**Instructions to follow**
If a line contains "## State machine", it is the last one to write out; begin with the first line of the records and copy each exactly.

⟨

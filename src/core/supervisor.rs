//! # Application: lifecycle supervisor for one main task and its resources.
//!
//! The [`Application`] runs a caller-supplied [`MainTask`], keeps its [`Resources`] alive
//! while it runs, reacts to termination signals and drives a bounded, ordered shutdown.
//!
//! ## Key responsibilities
//! - initialize resources within the initialization timeout
//! - watch resources in the background; a watcher exit shuts the application down
//! - run the main task with the supervisor [`Context`] and the [`HaltSignal`]
//! - on a termination signal: halt, then wait up to the termination timeout for done
//! - stop and release resources, then surface the **first** error recorded anywhere
//!
//! ## High-level architecture
//! ```text
//! run():
//!   MainOmitted? ─► Init→Running (CAS) ─► Resources::init(ctx + init timeout)
//!                                              ├─ Err ─► record, shutdown(), return
//!                                              ▼
//!   spawn watcher: Resources::watch(ctx) ─► record result ─► shutdown()
//!   register signals
//!   race:
//!     ├─ main task:    MainTask::spawn(ctx, halt)              ─► result
//!     ├─ halt watcher: signal ─► halt() ─► wait done ≤ termination timeout
//!     │                                     └─ elapsed ─► TerminationTimeout
//!     └─ done fired
//!     (first to finish wins) ─► shutdown()
//!   Resources::stop() ─► wait watcher ≤ termination timeout ─► Resources::release()
//!   return first recorded error
//! ```
//!
//! ## State machine
//! `Init → Running → Halt → Shutdown`, forward only. [`Application::halt`] fires the halt
//! broadcast on `Running → Halt`; [`Application::shutdown`] always halts first and fires the
//! done broadcast on `Halt → Shutdown`, so halt is never observed after done.

use std::panic::AssertUnwindSafe;
use std::sync::{Arc, Mutex};

use futures::FutureExt;
use futures::future::BoxFuture;
use tokio::task::JoinHandle;
use tokio::time;
use tokio_util::sync::CancellationToken;

use crate::config::AppConfig;
use crate::context::slot::ErrorSlot;
use crate::context::{Context, HaltSignal};
use crate::core::builder::ApplicationBuilder;
use crate::core::parallel::{join_failure, panic_message};
use crate::core::shutdown::Signals;
use crate::core::state::{AppState, StateCell};
use crate::error::AppError;
use crate::events::{Bus, Event, EventKind};
use crate::resources::ResourcesRef;
use crate::subscribers::SubscriberSet;
use crate::tasks::MainRef;

/// State shared between `run()` and its background tasks.
struct Lifecycle {
    state: StateCell<AppState>,
    halt: CancellationToken,
    done: CancellationToken,
    errors: Arc<ErrorSlot>,
    bus: Bus,
}

impl Lifecycle {
    fn halt(&self) {
        if self.state.advance(AppState::Running, AppState::Halt) {
            self.bus.publish(Event::new(EventKind::HaltRequested));
            self.halt.cancel();
        }
    }

    fn shutdown(&self) {
        self.halt();
        if self.state.advance(AppState::Halt, AppState::Shutdown) {
            self.bus.publish(Event::new(EventKind::ShutdownRequested));
            self.done.cancel();
        }
    }
}

/// Lifecycle supervisor of one application run.
///
/// # Example
/// ```
/// use appvisor::{AppConfig, AppError, Application, Context, HaltSignal, MainFn};
///
/// # #[tokio::main(flavor = "current_thread")]
/// # async fn main() -> Result<(), AppError> {
/// let app = Application::builder(AppConfig::default())
///     .with_main(MainFn::arc("oneshot", |_ctx: Context, _halt: HaltSignal| async {
///         Ok::<_, AppError>(())
///     }))
///     .build();
///
/// app.run().await?;
/// # Ok(())
/// # }
/// ```
pub struct Application {
    cfg: AppConfig,
    main: Option<MainRef>,
    resources: Option<ResourcesRef>,
    subs: Mutex<Option<SubscriberSet>>,
    signal: Mutex<Option<BoxFuture<'static, ()>>>,
    inner: Arc<Lifecycle>,
}

impl Application {
    /// Starts building an application with the given configuration.
    pub fn builder(cfg: AppConfig) -> ApplicationBuilder {
        ApplicationBuilder::new(cfg)
    }

    pub(crate) fn new_internal(
        cfg: AppConfig,
        main: Option<MainRef>,
        resources: Option<ResourcesRef>,
        subs: SubscriberSet,
        signal: Option<BoxFuture<'static, ()>>,
        bus: Bus,
    ) -> Self {
        Self {
            cfg,
            main,
            resources,
            subs: Mutex::new(Some(subs)),
            signal: Mutex::new(signal),
            inner: Arc::new(Lifecycle {
                state: StateCell::new(AppState::Init),
                halt: CancellationToken::new(),
                done: CancellationToken::new(),
                errors: Arc::new(ErrorSlot::default()),
                bus,
            }),
        }
    }

    /// Application configuration (use the accessors to resolve defaults).
    pub fn config(&self) -> &AppConfig {
        &self.cfg
    }

    /// Current lifecycle state.
    pub fn state(&self) -> AppState {
        self.inner.state.load()
    }

    /// The supervisor as a cancellation context.
    ///
    /// Done once the application shut down. Its error is the first recorded error, or
    /// [`AppError::Shutdown`] once shutdown completed without one. No deadline.
    pub fn context(&self) -> Context {
        Context::scoped(self.inner.done.clone(), Arc::clone(&self.inner.errors))
    }

    /// The halt broadcast, as handed to the main task.
    pub fn halt_signal(&self) -> HaltSignal {
        HaltSignal::new(self.inner.halt.clone())
    }

    /// Event bus carrying this application's lifecycle events.
    pub fn bus(&self) -> &Bus {
        &self.inner.bus
    }

    /// Fires the halt broadcast. Idempotent; only effective while running.
    pub fn halt(&self) {
        self.inner.halt();
    }

    /// Halts, then fires the done broadcast. Idempotent.
    pub fn shutdown(&self) {
        self.inner.shutdown();
    }

    /// Runs the application until its lifecycle completes.
    ///
    /// Returns the first error recorded during the run: resource initialization, main task,
    /// termination timeout, resource watcher or resource release.
    pub async fn run(&self) -> Result<(), AppError> {
        let main = self.main.clone().ok_or(AppError::MainOmitted)?;
        if !self.inner.state.advance(AppState::Init, AppState::Running) {
            return Err(AppError::WrongState);
        }
        let listener = self.event_listener();
        self.inner.bus.publish(Event::new(EventKind::AppStarting));

        if let Err(err) = self.init_resources().await {
            self.inner.errors.record(err);
            self.inner.shutdown();
            return self.finish(listener).await;
        }
        let watcher = self.resources.clone().map(|r| self.spawn_watcher(r));

        match self.signals() {
            Ok(signals) => {
                let res = self.race(main, signals).await;
                self.inner.errors.record_result(res);
            }
            Err(err) => {
                self.inner.errors.record(err);
                self.inner.shutdown();
            }
        }

        if let Some(resources) = &self.resources {
            resources.stop();
            if let Some(watcher) = watcher {
                let _ = time::timeout(self.cfg.termination_timeout(), watcher).await;
            }
            let res = resources.release().await;
            self.inner
                .bus
                .publish(Event::new(EventKind::ResourcesReleased).with_outcome(&res));
            self.inner.errors.record_result(res);
        }
        self.finish(listener).await
    }

    /// Forwards bus events to the subscriber set until `AppStopped` went through,
    /// then drains the subscriber queues.
    fn event_listener(&self) -> Option<JoinHandle<()>> {
        let set = self
            .subs
            .lock()
            .unwrap_or_else(|p| p.into_inner())
            .take()
            .filter(|set| !set.is_empty())?;
        let mut rx = self.inner.bus.subscribe();
        Some(tokio::spawn(async move {
            loop {
                match rx.recv().await {
                    Ok(ev) if ev.kind == EventKind::AppStopped => {
                        set.emit(&ev);
                        break;
                    }
                    Ok(ev) => set.emit(&ev),
                    Err(tokio::sync::broadcast::error::RecvError::Lagged(_)) => continue,
                    Err(tokio::sync::broadcast::error::RecvError::Closed) => break,
                }
            }
            set.shutdown().await;
        }))
    }

    async fn init_resources(&self) -> Result<(), AppError> {
        let Some(resources) = &self.resources else {
            return Ok(());
        };
        let timeout = self.cfg.initialization_timeout();
        let ctx = self.context().with_timeout(timeout);

        let res = match time::timeout(timeout, resources.init(ctx)).await {
            Ok(res) => res,
            Err(_elapsed) => Err(AppError::DeadlineExceeded { timeout }),
        };
        let ev = match &res {
            Ok(()) => Event::new(EventKind::ResourcesReady).with_timeout(timeout),
            Err(err) => Event::new(EventKind::ResourcesFailed).with_reason(err.to_string()),
        };
        self.inner.bus.publish(ev);
        res
    }

    /// Watches resources in the background; whatever it returns shuts the application down.
    fn spawn_watcher(&self, resources: ResourcesRef) -> JoinHandle<()> {
        let inner = Arc::clone(&self.inner);
        let ctx = self.context();
        inner.bus.publish(Event::new(EventKind::WatcherStarted));

        tokio::spawn(async move {
            let res = match AssertUnwindSafe(resources.watch(ctx)).catch_unwind().await {
                Ok(res) => res,
                Err(panic) => Err(AppError::Unhandled {
                    error: panic_message(&*panic),
                }),
            };
            inner
                .bus
                .publish(Event::new(EventKind::WatcherExited).with_outcome(&res));
            inner.errors.record_result(res);
            inner.shutdown();
        })
    }

    fn signals(&self) -> Result<Signals, AppError> {
        let custom = self
            .signal
            .lock()
            .unwrap_or_else(|p| p.into_inner())
            .take();
        match custom {
            Some(fut) => Ok(Signals::Custom(fut)),
            None => Ok(Signals::os()?),
        }
    }

    /// Runs the main task against the halt watcher and the done signal.
    async fn race(&self, main: MainRef, signals: Signals) -> Result<(), AppError> {
        let term = self.cfg.termination_timeout();
        let main_name = main.name().to_string();

        let ctx = self.context();
        let halt = self.halt_signal();
        let mut main_task = tokio::spawn(async move { main.spawn(ctx, halt).await });

        let inner = Arc::clone(&self.inner);
        let mut halt_task = tokio::spawn(async move {
            tokio::select! {
                _ = signals.recv() => {
                    inner.bus.publish(Event::new(EventKind::SignalReceived));
                    inner.halt();
                    match time::timeout(term, inner.done.cancelled()).await {
                        Ok(()) => Ok(()),
                        Err(_elapsed) => {
                            inner.bus.publish(Event::new(EventKind::TerminationTimeout).with_timeout(term));
                            Err(AppError::TerminationTimeout)
                        }
                    }
                }
                _ = inner.done.cancelled() => Ok(()),
            }
        });

        let res = tokio::select! {
            res = &mut main_task => {
                let res = res.unwrap_or_else(|e| Err(join_failure(e)));
                self.inner.bus.publish(
                    Event::new(EventKind::MainExited)
                        .with_source(main_name)
                        .with_outcome(&res),
                );
                res
            }
            res = &mut halt_task => res.unwrap_or_else(|e| Err(join_failure(e))),
            _ = self.inner.done.cancelled() => Ok(()),
        };
        self.inner.shutdown();
        res
    }

    /// Publishes `AppStopped` and waits, at most the termination timeout, for subscribers
    /// to process everything up to it.
    async fn finish(&self, listener: Option<JoinHandle<()>>) -> Result<(), AppError> {
        let res = match self.inner.errors.get() {
            Some(err) => Err(err),
            None => Ok(()),
        };
        self.inner
            .bus
            .publish(Event::new(EventKind::AppStopped).with_outcome(&res));
        if let Some(listener) = listener {
            let _ = time::timeout(self.cfg.termination_timeout(), listener).await;
        }
        res
    }
}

⟩

**Result for this task**
filename src/core/supervisor.rs
//! # Application: lifecycle supervisor for one main task and its resources.
//!
//! The [`Application`] runs a caller-supplied [`MainTask`], keeps its [`Resources`] alive
//! while it runs, reacts to termination signals and drives a bounded, ordered shutdown.
//!
//! ## Key responsibilities
//! - initialize resources within the initialization timeout
//! - watch resources in the background; a watcher exit shuts the application down
//! - run the main task with the supervisor [`Context`] and the [`HaltSignal`]
//! - on a termination signal: halt, then wait up to the termination timeout for done
//! - stop and release resources, then surface the **first** error recorded anywhere
//!
//! ## High-level architecture
//! ```text
//! run():
//!   MainOmitted? ─► Init→Running (CAS) ─► Resources::init(ctx + init timeout)
//!                                              ├─ Err ─► record, shutdown(), return
//!                                              ▼
//!   spawn watcher: Resources::watch(ctx) ─► record result ─► shutdown()
//!   register signals
//!   race:
//!     ├─ main task:    MainTask::spawn(ctx, halt)              ─► result
//!     ├─ halt watcher: signal ─► halt() ─► wait done ≤ termination timeout
//!     │                                     └─ elapsed ─► TerminationTimeout
//!     └─ done fired
//!     (first to finish wins) ─► shutdown()
//!   Resources::stop() ─► wait watcher ≤ termination timeout ─► Resources::release()
//!   return first recorded error
//! ```
//!
//! ## State machine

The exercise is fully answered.